There is still a strong undercurrent of anger in the United States about bailouts and stimulus spending.  Republicans, and even Democrats and Progressives, have reacted angrily to President Obama and his financial team.  This is significant because President Obama lost political capital on the economic recovery plan, and has far less power now to push though health care, education and financial reforms than he would have absent these actions.

The common critique from the Right is that Mr. Obama is moving in a Socialist direction, while from the Left it is that Geithner, Summers, Romer and Bernanke, the U.S. government’s economic chieftains, are corporatist and beholden to the bankers. 

More puzzling than the conservative complaints about the administration’s stewardship of the economy, is the Left’s opposition to it.  A significant part of the Democratic party seems to believe that our current leadership is on the side of the wealthy in a new class struggle, and that the government bailouts have effected a transfer of wealth from the little guy to the fat cats.  To be fair, this antagonism towards saving the financial system is in part a more structural distaste for corporate political and legal power — unrelated to recent U.S. government actions.  None-the-less, Obama is now trying to enact reforms in this across-the-spectrum, anti-government political climate.

To challenge the idea that Obama’s actions were pro-bank, pro-corporate, or designed to bail out the fat cats at the expense of the public, I want to compare the European response to the financial crisis with U.S. actions.  European nations, often called “social democracies,” are respected by the American Left and cited as examples for their stronger safety net of worker protections, health care and liberal benefits. 

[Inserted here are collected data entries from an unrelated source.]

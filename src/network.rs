//! Peer connection registry for LinkChain
//!
//! Owns every live peer stream, keyed by remote address. Each registered peer
//! gets a reader task that decodes frames off the stream and forwards them to
//! the protocol layer over an mpsc channel. A frame that is not UTF-8 is
//! discarded and the connection kept. A peer is dropped from the registry,
//! and its stream closed, as soon as a read or write on it fails.

use crate::error::{ChainError, Result};
use crate::protocol::codec::{check_frame, Frame, FramingError, Framing, PeerCodec};
use futures::future::join_all;
use futures::{SinkExt, StreamExt};
use std::collections::HashMap;
use std::sync::atomic::{AtomicU64, Ordering};
use std::sync::Arc;
use std::time::Duration;
use tokio::io::{AsyncRead, AsyncWrite};
use tokio::net::TcpStream;
use tokio::sync::{mpsc, Mutex, RwLock};
use tokio_util::codec::{FramedRead, FramedWrite};
use tokio_util::sync::CancellationToken;
use tracing::{debug, info, warn};

pub const DEFAULT_DIAL_TIMEOUT: Duration = Duration::from_secs(5);
pub const DEFAULT_WRITE_TIMEOUT: Duration = Duration::from_secs(5);

static NEXT_ANONYMOUS_PEER: AtomicU64 = AtomicU64::new(0);

/// A decoded frame together with the address of the peer that sent it.
#[derive(Debug, Clone, PartialEq, Eq)]
pub struct InboundFrame {
    pub from: String,
    pub line: String,
}

type PeerWriter = FramedWrite<Box<dyn AsyncWrite + Send + Unpin>, PeerCodec>;

/// A live connection to another node.
pub struct Peer {
    address: String,
    writer: Mutex<PeerWriter>,
    cancel: CancellationToken,
}

impl Peer {
    pub fn address(&self) -> &str {
        &self.address
    }

    async fn send(&self, frame: String) -> std::result::Result<(), FramingError> {
        self.writer.lock().await.send(frame).await
    }

    /// Stops the reader task and shuts down the write side of the stream.
    async fn close(&self, within: Duration) {
        self.cancel.cancel();
        let mut writer = self.writer.lock().await;
        let _ = tokio::time::timeout(within, SinkExt::<String>::close(&mut *writer)).await;
    }
}

impl std::fmt::Debug for Peer {
    fn fmt(&self, f: &mut std::fmt::Formatter<'_>) -> std::fmt::Result {
        f.debug_struct("Peer").field("address", &self.address).finish()
    }
}

pub struct ConnectionRegistry {
    peers: RwLock<HashMap<String, Arc<Peer>>>,
    inbound: mpsc::Sender<InboundFrame>,
    framing: Framing,
    dial_timeout: Duration,
    write_timeout: Duration,
    cancel: CancellationToken,
}

impl ConnectionRegistry {
    /// Frames read from any peer are forwarded to `inbound`.
    pub fn new(framing: Framing, inbound: mpsc::Sender<InboundFrame>) -> Self {
        Self {
            peers: RwLock::new(HashMap::new()),
            inbound,
            framing,
            dial_timeout: DEFAULT_DIAL_TIMEOUT,
            write_timeout: DEFAULT_WRITE_TIMEOUT,
            cancel: CancellationToken::new(),
        }
    }

    pub fn with_timeouts(mut self, dial_timeout: Duration, write_timeout: Duration) -> Self {
        self.dial_timeout = dial_timeout;
        self.write_timeout = write_timeout;
        self
    }

    pub fn framing(&self) -> Framing {
        self.framing
    }

    /// Dials `address` and registers the resulting stream. Nothing is
    /// registered if the dial fails or times out.
    pub async fn connect(self: &Arc<Self>, address: &str) -> Result<Arc<Peer>> {
        let stream = match tokio::time::timeout(self.dial_timeout, TcpStream::connect(address)).await
        {
            Ok(Ok(stream)) => stream,
            Ok(Err(e)) => {
                return Err(ChainError::Connection {
                    address: address.to_string(),
                    reason: e.to_string(),
                })
            }
            Err(_) => {
                return Err(ChainError::Connection {
                    address: address.to_string(),
                    reason: format!("dial timed out after {:?}", self.dial_timeout),
                })
            }
        };
        let _ = stream.set_nodelay(true);

        info!(peer = %address, "Connected to peer");
        Ok(self.attach(address.to_string(), stream).await)
    }

    /// Registers a stream accepted by the listening socket, keyed by its
    /// remote address.
    pub async fn accept(self: &Arc<Self>, stream: TcpStream) -> Arc<Peer> {
        let address = match stream.peer_addr() {
            Ok(addr) => addr.to_string(),
            Err(_) => format!(
                "inbound-{}",
                NEXT_ANONYMOUS_PEER.fetch_add(1, Ordering::Relaxed)
            ),
        };
        let _ = stream.set_nodelay(true);
        self.attach(address, stream).await
    }

    /// Registers any byte stream under `address` and starts its reader task.
    /// An existing peer with the same address is replaced and closed.
    pub async fn attach<S>(self: &Arc<Self>, address: String, stream: S) -> Arc<Peer>
    where
        S: AsyncRead + AsyncWrite + Send + 'static,
    {
        let (read_half, write_half) = tokio::io::split(stream);
        let reader = FramedRead::new(read_half, PeerCodec::new(self.framing));
        let write_half: Box<dyn AsyncWrite + Send + Unpin> = Box::new(write_half);
        let writer: PeerWriter = FramedWrite::new(write_half, PeerCodec::new(self.framing));

        let peer = Arc::new(Peer {
            address: address.clone(),
            writer: Mutex::new(writer),
            cancel: self.cancel.child_token(),
        });

        let replaced = self.peers.write().await.insert(address.clone(), peer.clone());
        if let Some(old) = replaced {
            debug!(peer = %address, "Replacing existing connection");
            old.close(self.write_timeout).await;
        }

        let registry = Arc::clone(self);
        let reader_peer = Arc::clone(&peer);
        tokio::spawn(async move { registry.read_loop(reader_peer, reader).await });

        peer
    }

    async fn read_loop<R>(self: Arc<Self>, peer: Arc<Peer>, mut reader: FramedRead<R, PeerCodec>)
    where
        R: AsyncRead + Unpin,
    {
        loop {
            tokio::select! {
                _ = peer.cancel.cancelled() => break,
                next = reader.next() => match next {
                    Some(Ok(Frame::Undecodable(body))) => {
                        warn!(peer = %peer.address, bytes = body.len(), "Discarding non-UTF-8 message from peer");
                    }
                    Some(Ok(Frame::Text(line))) => {
                        debug!(peer = %peer.address, %line, "Received message from peer");
                        let frame = InboundFrame { from: peer.address.clone(), line };
                        if self.inbound.send(frame).await.is_err() {
                            break;
                        }
                    }
                    Some(Err(e)) => {
                        warn!(peer = %peer.address, error = %e, "Dropping peer after read error");
                        break;
                    }
                    None => {
                        info!(peer = %peer.address, "Connection closed with peer");
                        break;
                    }
                },
            }
        }
        self.remove_if_current(&peer).await;
    }

    /// Removes `peer` unless its address has since been taken over by a
    /// newer connection.
    async fn remove_if_current(&self, peer: &Arc<Peer>) {
        let removed = {
            let mut peers = self.peers.write().await;
            match peers.get(&peer.address) {
                Some(current) if Arc::ptr_eq(current, peer) => peers.remove(&peer.address),
                _ => None,
            }
        };
        if removed.is_some() {
            debug!(peer = %peer.address, "Peer removed from registry");
        }
        peer.close(self.write_timeout).await;
    }

    /// Closes and removes the peer at `address`. No-op if absent.
    pub async fn disconnect(&self, address: &str) {
        let removed = self.peers.write().await.remove(address);
        if let Some(peer) = removed {
            peer.close(self.write_timeout).await;
            info!(peer = %address, "Disconnected peer");
        }
    }

    /// Writes `frame` to every registered peer concurrently, each write
    /// bounded by the write timeout. Peers whose write fails are dropped;
    /// the others still receive the frame. Returns how many peers accepted
    /// it. Fails only if `frame` cannot be encoded under the current framing.
    pub async fn broadcast(&self, frame: &str) -> Result<usize> {
        check_frame(self.framing, frame)?;

        let peers: Vec<Arc<Peer>> = self.peers.read().await.values().cloned().collect();
        let sends = peers.iter().map(|peer| {
            let frame = frame.to_string();
            async move {
                let outcome = match tokio::time::timeout(self.write_timeout, peer.send(frame)).await {
                    Ok(Ok(())) => Ok(()),
                    Ok(Err(e)) => Err(e.to_string()),
                    Err(_) => Err(format!("write timed out after {:?}", self.write_timeout)),
                };
                (peer, outcome)
            }
        });

        let mut delivered = 0;
        for (peer, outcome) in join_all(sends).await {
            match outcome {
                Ok(()) => delivered += 1,
                Err(reason) => {
                    warn!(peer = %peer.address, %reason, "Failed to send message to peer");
                    self.remove_if_current(peer).await;
                }
            }
        }
        Ok(delivered)
    }

    /// Addresses of all registered peers, sorted.
    pub async fn peers(&self) -> Vec<String> {
        let mut addresses: Vec<String> = self.peers.read().await.keys().cloned().collect();
        addresses.sort();
        addresses
    }

    pub async fn len(&self) -> usize {
        self.peers.read().await.len()
    }

    pub async fn is_empty(&self) -> bool {
        self.peers.read().await.is_empty()
    }

    /// Cancels every reader task and closes every connection.
    pub async fn shutdown(&self) {
        self.cancel.cancel();
        let drained: Vec<Arc<Peer>> = self.peers.write().await.drain().map(|(_, p)| p).collect();
        for peer in drained {
            peer.close(self.write_timeout).await;
        }
    }
}
#![forbid(unsafe_code)]
//! Dial a LinkChain node and announce one or more blocks to it.

use clap::Parser;
use colored::*;
use futures::SinkExt;
use linkchain::protocol::{Framing, Message, PeerCodec};
use tokio::net::TcpStream;
use tokio_util::codec::FramedWrite;

#[derive(Parser, Debug)]
#[command(name = "linkchain-send", version, about = "Send BLOCK announcements to a node")]
struct Cli {
    /// Peer address of the target node (ip:port)
    #[arg(long)]
    peer: String,

    /// Wire framing the target node uses
    #[arg(long, default_value = "newline")]
    framing: Framing,

    /// Payloads to announce, in order
    #[arg(required = true)]
    payloads: Vec<String>,
}

#[tokio::main]
async fn main() -> Result<(), Box<dyn std::error::Error>> {
    let cli = Cli::parse();

    println!("🔗 Connecting to peer: {}", cli.peer.bright_white());
    let stream = match TcpStream::connect(&cli.peer).await {
        Ok(stream) => stream,
        Err(e) => {
            eprintln!("{} {}", "❌ Failed:".red(), e);
            return Err(e.into());
        }
    };

    let mut sink = FramedWrite::new(stream, PeerCodec::new(cli.framing));
    for payload in cli.payloads {
        let frame = Message::Block(payload.clone()).encode();
        match sink.send(frame).await {
            Ok(()) => println!("{} {}", "✅ Sent BLOCK".green(), payload),
            Err(e) => {
                eprintln!("{} {}: {}", "❌ Could not send".red(), payload, e);
                return Err(e.into());
            }
        }
    }
    SinkExt::<String>::close(&mut sink).await?;

    Ok(())
}
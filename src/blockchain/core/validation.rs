use crate::blockchain::core::chain::{Block, Ledger};
use std::fmt;

#[derive(Debug, Clone, Copy, PartialEq, Eq)]
pub enum FaultKind {
    /// Stored hash differs from the digest of the block's own fields.
    HashMismatch,
    /// `previous_hash` does not equal the prior block's hash.
    BrokenLink,
}

/// First inconsistency found while scanning a ledger.
#[derive(Debug, Clone, Copy, PartialEq, Eq)]
pub struct ChainFault {
    pub index: usize,
    pub kind: FaultKind,
}

impl fmt::Display for ChainFault {
    fn fmt(&self, f: &mut fmt::Formatter) -> fmt::Result {
        match self.kind {
            FaultKind::HashMismatch => write!(f, "Invalid block hash at block {}", self.index),
            FaultKind::BrokenLink => write!(f, "Invalid previous hash at block {}", self.index),
        }
    }
}

fn check_block(block: &Block, previous: &Block) -> Option<FaultKind> {
    if block.hash != block.calculate_hash() {
        return Some(FaultKind::HashMismatch);
    }
    if block.previous_hash != previous.hash {
        return Some(FaultKind::BrokenLink);
    }
    None
}

/// Scans from index 1 and reports the first block whose hash or link is
/// inconsistent.
pub fn first_invalid(blocks: &[Block]) -> Option<ChainFault> {
    blocks
        .windows(2)
        .enumerate()
        .find_map(|(i, pair)| {
            check_block(&pair[1], &pair[0]).map(|kind| ChainFault { index: i + 1, kind })
        })
}

impl Ledger {
    pub fn first_invalid(&self) -> Option<ChainFault> {
        first_invalid(self.blocks())
    }

    pub fn validate(&self) -> bool {
        match self.first_invalid() {
            Some(fault) => {
                tracing::warn!(index = fault.index, "{}", fault);
                false
            }
            None => true,
        }
    }
}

Jean-Claude Trichet, the head of the European Central Bank, equivalent to our Federal Reserve Bank (Ben Bernanke), said recently about American and European government interventions:

“We had to put on the table on both sides of the Atlantic around 25% of taxpayer risk to avoid the Depression, a major Depression, which would have come had we not been that bold.  When I say we, I mean the governments.  Of course, the central banks also have been very bold, in engaging in non conventional measures — the Fed and us [European Central Bank].”  (Bloomberg on Demand, March 12, 2010, from interview with Tom Keene)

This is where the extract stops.